Source: Taiwan Statistical Data Book 2012, 2015; DGBAS. (2016). Retrieved from http://www.dgbas.gov.tw/ct.asp?xItem=39213&ctNode=5624&mp=1


Assessing Tsai’s New Economic Initiatives: Challenges Ahead

1. Diversifying Taiwan’s international trade: Different from President Ma’s rapprochement with China, Tsai Ing-Wen has put a higher priority on diversifying Taiwan’s economic diplomacy. In her policy speech before the election, she has stated her intention to pursue economic cooperation with Europe, South-east Asian countries, Japan, India and the United States. However, she did not mention China. Nonetheless, China remains Taiwan’s largest investment destination and trading partner and these will hardly be changed in a short period of time. The continued effort in finalizing free trade in goods and services agreements with China is no less important.

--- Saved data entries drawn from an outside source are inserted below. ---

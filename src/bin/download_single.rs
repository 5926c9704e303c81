#![forbid(unsafe_code)]

//! Downloads one video in the best mp4 quality available.

use anyhow::{Result, bail};
use clap::Parser;
use harvest_tools::config::{CommonArgs, ConvertArgs, resolve_config};
use harvest_tools::input::{CookieRequirement, check_cookie_file, url_or_prompt};
use harvest_tools::logging::init_logging;
use harvest_tools::pipeline::run_single;
use harvest_tools::runner::{SystemRunner, ensure_program_available};

#[derive(Debug, Parser)]
#[command(about = "Download a single video")]
struct Args {
    /// Video URL; prompted for when omitted.
    url: Option<String>,
    #[command(flatten)]
    common: CommonArgs,
    #[command(flatten)]
    convert: ConvertArgs,
}

fn main() -> Result<()> {
    init_logging();
    let args = Args::parse();
    let config = resolve_config(args.common.overrides())?;

    let url = url_or_prompt(args.url.clone(), "Paste the video URL: ")?;
    check_cookie_file(&config.cookies, CookieRequirement::Optional)?;

    let runner = SystemRunner;
    ensure_program_available(&runner, &config.tools.yt_dlp)?;
    let transcode = args.convert.mode();
    if transcode.is_some() {
        ensure_program_available(&runner, &config.tools.ffmpeg)?;
    }

    let report = run_single(&runner, &config, &url, transcode.as_ref())?;
    report.print_summary(&config.output_dir);
    if report.downloaded == 0 {
        bail!("download failed for {url}");
    }
    Ok(())
}
#![forbid(unsafe_code)]

//! Shared building blocks for the harvest binaries: profile scraping through a
//! WebDriver browser, yt-dlp metadata and downloads, selection, and ffmpeg
//! conversions.

pub mod browser;
pub mod collector;
pub mod config;
pub mod cookies;
pub mod downloader;
pub mod input;
pub mod logging;
pub mod metadata;
pub mod pipeline;
pub mod runner;
pub mod selector;
pub mod transcoder;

Both Tsai and the US government want Taiwan to join the TPP. Nevertheless, whether the TPP is an effective remedy to Taiwan’s worsening economy is still uncertain. First, the TPP puts more emphasis on intellectual property rights (IPR) though it also covers trade and investment liberalization. TPP’s focus on IPR implies that it could make Taiwan become more dependent on importing technology and products with IPR from advanced countries. Moreover, some domestic interest groups may protest against Taiwan’s further economic liberalization. The greater economic opening up to other countries could probably make less competitive small businesses suffer. The potential boycott in protection of domestic firms’ interests could make the domestic ratification for joining the TPP a long term process.

2. Re-industrialize Taiwan: Unlike Ma’s administration, which selected a wide range of service sectors for development, the incoming President Tsai plans to focus on a narrower set of sectors reckoned to reflect Taiwan’s strengths in manufacturing and technology, namely: precision machinery, biotechnology, green technology, the “internet of things,” and defense.

Both abundant financial resources and close connections with developed countries remain critical for the success of the new industrial development plan based on technology and innovation. More importantly, the successful re-industrialization plan will need the government’s long term commitment. The possible political party alternation after four or eight years means that the plan could be altered or be abolished few years later.

Tsai also plans to set up a quasi-sovereign wealth fund to finance the industrial development plan and has called on local entrepreneurs to invest in the fund. However, it is still not certain how many private companies will be interested to invest in the fund. Given the more visible opportunities for commercial profits in the short run, some Taiwanese companies may choose to cooperate with their Chinese counterparts in order to grasp a larger market share in China.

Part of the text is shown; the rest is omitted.